Only the lines that contain the string "crate" belong in the answer; pull them from the records.

□ □ □ □ □

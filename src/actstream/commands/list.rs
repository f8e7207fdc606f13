use crate::commands::CmdResult;
use crate::error::Result;
use crate::model::Activity;
use crate::platform::Platform;

#[derive(Debug, Clone, Default)]
pub struct ListFilter {
    pub user_id: Option<u64>,
    pub component: Option<String>,
    pub kind: Option<String>,
    pub spam_only: bool,
    pub limit: Option<usize>,
}

/// List activity rows, newest first.
pub fn run<P: Platform>(platform: &P, filter: &ListFilter) -> Result<CmdResult> {
    let mut rows: Vec<Activity> = platform
        .activities()?
        .into_iter()
        .filter(|a| filter.user_id.is_none_or(|id| a.user_id == id))
        .filter(|a| {
            filter
                .component
                .as_deref()
                .is_none_or(|c| a.component == c)
        })
        .filter(|a| filter.kind.as_deref().is_none_or(|k| a.kind == k))
        .filter(|a| !filter.spam_only || a.is_spam)
        .collect();

    rows.sort_by(|a, b| b.date_recorded.cmp(&a.date_recorded).then(b.id.cmp(&a.id)));
    if let Some(limit) = filter.limit {
        rows.truncate(limit);
    }

    Ok(CmdResult::default().with_activities(rows))
}

#[cfg(test)]
mod tests {
    use super::*;
    use crate::model::ActivityRequest;
    use crate::platform::memory::fixtures::PlatformFixture;

    fn seeded_fixture() -> PlatformFixture {
        let mut update = ActivityRequest::new("activity", "activity_update");
        update.user_id = Some(1);
        update.action = "Ada posted an update".to_string();

        let mut joined = ActivityRequest::new("groups", "joined_group");
        joined.user_id = Some(2);
        joined.action = "Grace joined the group".to_string();

        PlatformFixture::new()
            .with_user(1, "Ada")
            .with_user(2, "Grace")
            .with_activity(&update)
            .with_activity(&joined)
    }

    #[test]
    fn filters_by_component() {
        let fixture = seeded_fixture();
        let result = run(
            &fixture.platform,
            &ListFilter {
                component: Some("groups".to_string()),
                ..ListFilter::default()
            },
        )
        .unwrap();
        assert_eq!(result.activities.len(), 1);
        assert_eq!(result.activities[0].kind, "joined_group");
    }

    #[test]
    fn filters_by_user() {
        let fixture = seeded_fixture();
        let result = run(
            &fixture.platform,
            &ListFilter {
                user_id: Some(1),
                ..ListFilter::default()
            },
        )
        .unwrap();
        assert_eq!(result.activities.len(), 1);
        assert_eq!(result.activities[0].user_id, 1);
    }

    #[test]
    fn newest_rows_come_first() {
        let fixture = seeded_fixture();
        let result = run(&fixture.platform, &ListFilter::default()).unwrap();
        assert_eq!(result.activities.len(), 2);
        // same timestamp resolution, so the higher id wins the tie
        assert!(result.activities[0].id > result.activities[1].id);
    }

    #[test]
    fn limit_truncates() {
        let fixture = seeded_fixture();
        let result = run(
            &fixture.platform,
            &ListFilter {
                limit: Some(1),
                ..ListFilter::default()
            },
        )
        .unwrap();
        assert_eq!(result.activities.len(), 1);
    }
}
use crate::commands::{CmdMessage, CmdResult};
use crate::error::{ActError, Result};
use crate::platform::Platform;

/// Mark an activity item as spam (pulled from public feeds).
pub fn spam<P: Platform>(platform: &mut P, id: u64) -> Result<CmdResult> {
    set(platform, id, true)
}

/// Clear the spam flag.
pub fn ham<P: Platform>(platform: &mut P, id: u64) -> Result<CmdResult> {
    set(platform, id, false)
}

fn set<P: Platform>(platform: &mut P, id: u64, is_spam: bool) -> Result<CmdResult> {
    if !platform.set_spam(id, is_spam)? {
        return Err(ActError::ActivityNotFound(id));
    }

    let mut result = CmdResult::default();
    result.add_message(CmdMessage::success(format!(
        "Activity item {} marked as {}.",
        id,
        if is_spam { "spam" } else { "ham" }
    )));
    Ok(result)
}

□ □ □ □ □

### SOLUTION
use crate::commands::CmdResult;
use crate::error::Result;
use crate::model::Activity;
use crate::platform::Platform;
    use crate::model::ActivityRequest;
    use crate::platform::memory::fixtures::PlatformFixture;
use crate::commands::{CmdMessage, CmdResult};
use crate::error::{ActError, Result};
use crate::platform::Platform;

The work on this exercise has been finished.